**Try it**:
In the listing below, locate the line that contains "radius * angle.sin(), 0.0)" and the line that contains "(self.end_angle - self.start_angle". Restate word for word those two lines and every line between them, and nothing else.
━━━
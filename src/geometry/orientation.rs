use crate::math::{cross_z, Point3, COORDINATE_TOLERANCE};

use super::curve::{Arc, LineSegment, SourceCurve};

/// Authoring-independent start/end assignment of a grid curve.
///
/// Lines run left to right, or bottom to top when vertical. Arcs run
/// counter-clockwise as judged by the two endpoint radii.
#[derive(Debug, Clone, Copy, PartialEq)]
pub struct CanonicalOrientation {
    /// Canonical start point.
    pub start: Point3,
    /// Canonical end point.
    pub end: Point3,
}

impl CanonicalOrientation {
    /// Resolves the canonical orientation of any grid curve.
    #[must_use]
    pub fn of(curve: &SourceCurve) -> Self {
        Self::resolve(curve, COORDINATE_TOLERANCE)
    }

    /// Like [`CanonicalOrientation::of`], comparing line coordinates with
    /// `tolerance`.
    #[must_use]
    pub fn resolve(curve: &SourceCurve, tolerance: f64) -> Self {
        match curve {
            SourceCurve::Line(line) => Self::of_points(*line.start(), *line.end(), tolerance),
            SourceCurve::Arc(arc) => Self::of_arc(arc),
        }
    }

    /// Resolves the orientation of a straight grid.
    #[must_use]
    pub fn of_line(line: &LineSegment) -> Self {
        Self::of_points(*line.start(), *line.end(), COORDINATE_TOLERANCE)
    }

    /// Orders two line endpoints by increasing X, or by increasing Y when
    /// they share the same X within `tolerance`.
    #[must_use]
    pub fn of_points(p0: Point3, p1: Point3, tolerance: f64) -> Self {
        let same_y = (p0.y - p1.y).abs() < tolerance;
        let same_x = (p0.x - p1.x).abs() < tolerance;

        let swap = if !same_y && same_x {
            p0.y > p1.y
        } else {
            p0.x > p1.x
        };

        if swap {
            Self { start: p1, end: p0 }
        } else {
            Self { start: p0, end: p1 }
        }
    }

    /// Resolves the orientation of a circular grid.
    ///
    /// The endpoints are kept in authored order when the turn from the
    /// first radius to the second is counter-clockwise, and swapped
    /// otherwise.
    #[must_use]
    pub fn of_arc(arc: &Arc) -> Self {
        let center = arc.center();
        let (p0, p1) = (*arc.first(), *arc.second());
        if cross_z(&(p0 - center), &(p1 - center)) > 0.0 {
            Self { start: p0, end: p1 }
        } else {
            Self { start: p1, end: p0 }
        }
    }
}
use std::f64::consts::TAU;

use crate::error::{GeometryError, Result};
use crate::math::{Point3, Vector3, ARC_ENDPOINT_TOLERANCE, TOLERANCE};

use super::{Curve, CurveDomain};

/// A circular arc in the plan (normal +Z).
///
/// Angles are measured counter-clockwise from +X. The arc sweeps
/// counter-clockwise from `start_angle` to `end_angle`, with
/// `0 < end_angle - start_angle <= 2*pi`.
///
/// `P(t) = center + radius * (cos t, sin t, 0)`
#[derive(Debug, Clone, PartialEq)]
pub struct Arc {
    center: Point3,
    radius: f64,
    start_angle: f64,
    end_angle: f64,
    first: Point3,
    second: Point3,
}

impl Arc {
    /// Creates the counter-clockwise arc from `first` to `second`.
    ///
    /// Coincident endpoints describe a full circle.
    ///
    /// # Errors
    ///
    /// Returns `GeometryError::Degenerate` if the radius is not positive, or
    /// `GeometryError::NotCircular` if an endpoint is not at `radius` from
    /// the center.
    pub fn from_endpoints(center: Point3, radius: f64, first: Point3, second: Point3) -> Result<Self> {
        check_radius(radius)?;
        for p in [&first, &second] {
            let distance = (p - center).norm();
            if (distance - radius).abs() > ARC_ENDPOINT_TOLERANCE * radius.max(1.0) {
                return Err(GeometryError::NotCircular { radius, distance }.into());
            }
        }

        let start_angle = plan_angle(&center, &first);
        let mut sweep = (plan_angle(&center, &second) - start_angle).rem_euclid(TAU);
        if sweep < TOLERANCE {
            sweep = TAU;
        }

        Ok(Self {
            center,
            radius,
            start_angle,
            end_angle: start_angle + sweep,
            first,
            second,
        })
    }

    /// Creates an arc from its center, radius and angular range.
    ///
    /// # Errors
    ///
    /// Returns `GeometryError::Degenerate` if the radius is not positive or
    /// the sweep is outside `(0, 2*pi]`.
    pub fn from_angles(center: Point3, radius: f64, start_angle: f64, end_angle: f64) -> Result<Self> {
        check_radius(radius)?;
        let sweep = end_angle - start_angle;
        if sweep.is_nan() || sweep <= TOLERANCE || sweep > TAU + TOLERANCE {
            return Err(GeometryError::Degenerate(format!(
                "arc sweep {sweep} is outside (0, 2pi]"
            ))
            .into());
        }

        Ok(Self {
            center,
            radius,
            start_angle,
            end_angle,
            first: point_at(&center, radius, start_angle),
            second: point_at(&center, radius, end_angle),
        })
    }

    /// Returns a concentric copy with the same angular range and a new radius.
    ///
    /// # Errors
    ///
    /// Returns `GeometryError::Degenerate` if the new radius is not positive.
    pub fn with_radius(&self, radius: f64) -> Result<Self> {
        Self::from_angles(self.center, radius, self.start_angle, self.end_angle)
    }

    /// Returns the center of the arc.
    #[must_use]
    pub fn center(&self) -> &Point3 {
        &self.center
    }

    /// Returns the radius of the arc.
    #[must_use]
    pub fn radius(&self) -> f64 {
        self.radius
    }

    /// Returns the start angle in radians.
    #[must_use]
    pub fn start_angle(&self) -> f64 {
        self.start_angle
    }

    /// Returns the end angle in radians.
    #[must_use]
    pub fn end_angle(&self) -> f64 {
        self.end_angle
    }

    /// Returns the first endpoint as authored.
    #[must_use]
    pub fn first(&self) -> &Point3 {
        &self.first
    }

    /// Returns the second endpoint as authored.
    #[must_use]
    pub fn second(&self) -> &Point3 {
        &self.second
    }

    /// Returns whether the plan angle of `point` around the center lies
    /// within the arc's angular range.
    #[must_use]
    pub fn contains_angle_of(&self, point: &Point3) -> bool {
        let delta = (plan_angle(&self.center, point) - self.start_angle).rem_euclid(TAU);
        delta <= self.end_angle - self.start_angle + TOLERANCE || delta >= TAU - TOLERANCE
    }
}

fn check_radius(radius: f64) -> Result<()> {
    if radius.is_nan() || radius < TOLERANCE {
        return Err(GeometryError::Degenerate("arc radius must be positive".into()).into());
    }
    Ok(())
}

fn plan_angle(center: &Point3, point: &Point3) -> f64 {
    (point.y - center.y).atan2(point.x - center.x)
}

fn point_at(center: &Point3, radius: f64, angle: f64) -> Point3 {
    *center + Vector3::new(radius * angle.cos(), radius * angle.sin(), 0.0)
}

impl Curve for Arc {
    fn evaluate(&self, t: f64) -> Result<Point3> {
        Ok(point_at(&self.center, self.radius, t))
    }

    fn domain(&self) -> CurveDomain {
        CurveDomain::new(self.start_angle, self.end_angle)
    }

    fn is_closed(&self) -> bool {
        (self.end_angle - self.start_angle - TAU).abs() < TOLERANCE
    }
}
━━━
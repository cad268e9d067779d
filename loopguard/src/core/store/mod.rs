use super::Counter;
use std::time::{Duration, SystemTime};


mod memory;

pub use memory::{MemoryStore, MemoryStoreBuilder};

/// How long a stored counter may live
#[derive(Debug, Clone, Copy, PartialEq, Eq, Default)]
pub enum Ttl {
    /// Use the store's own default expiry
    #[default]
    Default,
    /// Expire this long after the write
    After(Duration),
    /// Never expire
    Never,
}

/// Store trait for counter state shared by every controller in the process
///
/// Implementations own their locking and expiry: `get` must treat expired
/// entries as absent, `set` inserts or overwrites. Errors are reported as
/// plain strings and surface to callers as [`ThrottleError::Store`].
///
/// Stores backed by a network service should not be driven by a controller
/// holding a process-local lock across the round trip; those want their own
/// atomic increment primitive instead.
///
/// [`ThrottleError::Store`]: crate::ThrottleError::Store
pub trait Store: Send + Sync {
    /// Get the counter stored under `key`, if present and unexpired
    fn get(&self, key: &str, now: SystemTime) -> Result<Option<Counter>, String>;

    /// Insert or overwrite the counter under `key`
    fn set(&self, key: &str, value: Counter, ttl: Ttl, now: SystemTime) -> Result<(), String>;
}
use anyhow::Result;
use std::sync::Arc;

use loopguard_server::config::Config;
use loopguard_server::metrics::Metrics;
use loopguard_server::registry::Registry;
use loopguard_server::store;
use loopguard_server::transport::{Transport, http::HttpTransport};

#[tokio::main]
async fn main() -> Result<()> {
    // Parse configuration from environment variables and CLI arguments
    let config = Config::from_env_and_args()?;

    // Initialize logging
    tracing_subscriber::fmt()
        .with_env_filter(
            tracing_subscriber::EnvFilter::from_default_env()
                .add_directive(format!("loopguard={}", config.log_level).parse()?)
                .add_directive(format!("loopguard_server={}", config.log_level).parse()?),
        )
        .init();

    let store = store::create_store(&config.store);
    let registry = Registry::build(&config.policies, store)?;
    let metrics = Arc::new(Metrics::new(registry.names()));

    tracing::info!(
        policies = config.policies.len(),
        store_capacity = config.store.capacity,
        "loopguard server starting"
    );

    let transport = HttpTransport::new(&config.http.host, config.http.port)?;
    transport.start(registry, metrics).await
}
━━━
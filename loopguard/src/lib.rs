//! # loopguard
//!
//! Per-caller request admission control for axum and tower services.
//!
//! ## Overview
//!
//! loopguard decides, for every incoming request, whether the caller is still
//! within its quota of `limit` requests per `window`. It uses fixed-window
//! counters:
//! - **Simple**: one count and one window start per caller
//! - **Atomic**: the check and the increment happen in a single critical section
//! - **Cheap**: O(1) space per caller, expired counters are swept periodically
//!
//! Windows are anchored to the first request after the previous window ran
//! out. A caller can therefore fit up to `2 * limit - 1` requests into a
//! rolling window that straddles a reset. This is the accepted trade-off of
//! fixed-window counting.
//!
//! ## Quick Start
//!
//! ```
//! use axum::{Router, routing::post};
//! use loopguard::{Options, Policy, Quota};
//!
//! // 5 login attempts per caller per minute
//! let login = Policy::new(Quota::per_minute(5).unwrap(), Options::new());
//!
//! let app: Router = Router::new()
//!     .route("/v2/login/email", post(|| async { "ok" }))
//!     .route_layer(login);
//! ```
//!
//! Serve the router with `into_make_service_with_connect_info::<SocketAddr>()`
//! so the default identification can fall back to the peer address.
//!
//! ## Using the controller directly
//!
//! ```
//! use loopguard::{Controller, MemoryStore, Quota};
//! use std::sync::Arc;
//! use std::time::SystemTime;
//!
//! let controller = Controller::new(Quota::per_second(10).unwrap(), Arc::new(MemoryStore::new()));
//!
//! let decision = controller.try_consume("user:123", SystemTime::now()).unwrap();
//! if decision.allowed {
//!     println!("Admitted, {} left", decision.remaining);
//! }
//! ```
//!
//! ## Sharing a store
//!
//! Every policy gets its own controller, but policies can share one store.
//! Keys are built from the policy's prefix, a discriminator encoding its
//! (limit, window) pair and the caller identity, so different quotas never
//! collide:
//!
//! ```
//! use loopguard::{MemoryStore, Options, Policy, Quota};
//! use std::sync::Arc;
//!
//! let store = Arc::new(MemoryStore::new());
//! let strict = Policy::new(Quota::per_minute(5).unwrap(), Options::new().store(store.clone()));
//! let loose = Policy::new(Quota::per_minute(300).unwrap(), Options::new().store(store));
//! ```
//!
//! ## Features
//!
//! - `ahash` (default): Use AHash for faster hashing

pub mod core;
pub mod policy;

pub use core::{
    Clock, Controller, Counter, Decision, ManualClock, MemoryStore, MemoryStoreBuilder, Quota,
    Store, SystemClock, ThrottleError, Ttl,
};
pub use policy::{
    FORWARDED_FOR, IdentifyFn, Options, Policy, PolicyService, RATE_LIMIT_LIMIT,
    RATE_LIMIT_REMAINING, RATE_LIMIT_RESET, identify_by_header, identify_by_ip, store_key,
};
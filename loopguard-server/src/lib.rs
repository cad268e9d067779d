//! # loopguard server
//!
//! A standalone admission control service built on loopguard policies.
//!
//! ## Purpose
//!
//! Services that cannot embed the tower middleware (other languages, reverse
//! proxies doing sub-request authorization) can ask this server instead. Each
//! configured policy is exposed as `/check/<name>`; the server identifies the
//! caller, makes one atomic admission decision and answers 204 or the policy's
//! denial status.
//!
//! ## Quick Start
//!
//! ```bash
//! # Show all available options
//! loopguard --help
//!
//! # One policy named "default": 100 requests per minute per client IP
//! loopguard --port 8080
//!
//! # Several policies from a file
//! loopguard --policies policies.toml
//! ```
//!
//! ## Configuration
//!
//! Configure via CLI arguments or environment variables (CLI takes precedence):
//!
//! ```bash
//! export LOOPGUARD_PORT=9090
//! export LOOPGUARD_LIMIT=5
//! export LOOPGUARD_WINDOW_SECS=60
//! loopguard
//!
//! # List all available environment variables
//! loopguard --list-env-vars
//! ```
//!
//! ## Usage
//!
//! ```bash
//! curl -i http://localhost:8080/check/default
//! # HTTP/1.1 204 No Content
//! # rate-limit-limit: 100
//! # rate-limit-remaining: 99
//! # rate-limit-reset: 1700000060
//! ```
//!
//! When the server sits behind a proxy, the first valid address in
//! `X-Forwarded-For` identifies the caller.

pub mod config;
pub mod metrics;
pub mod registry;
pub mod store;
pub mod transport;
━━━
**Exercise solution**:
    *center + Vector3::new(radius * angle.cos(), radius * angle.sin(), 0.0)
}

impl Curve for Arc {
    fn evaluate(&self, t: f64) -> Result<Point3> {
        Ok(point_at(&self.center, self.radius, t))
    }

    fn domain(&self) -> CurveDomain {
        CurveDomain::new(self.start_angle, self.end_angle)
    }

    fn is_closed(&self) -> bool {
        (self.end_angle - self.start_angle - TAU).abs() < TOLERANCE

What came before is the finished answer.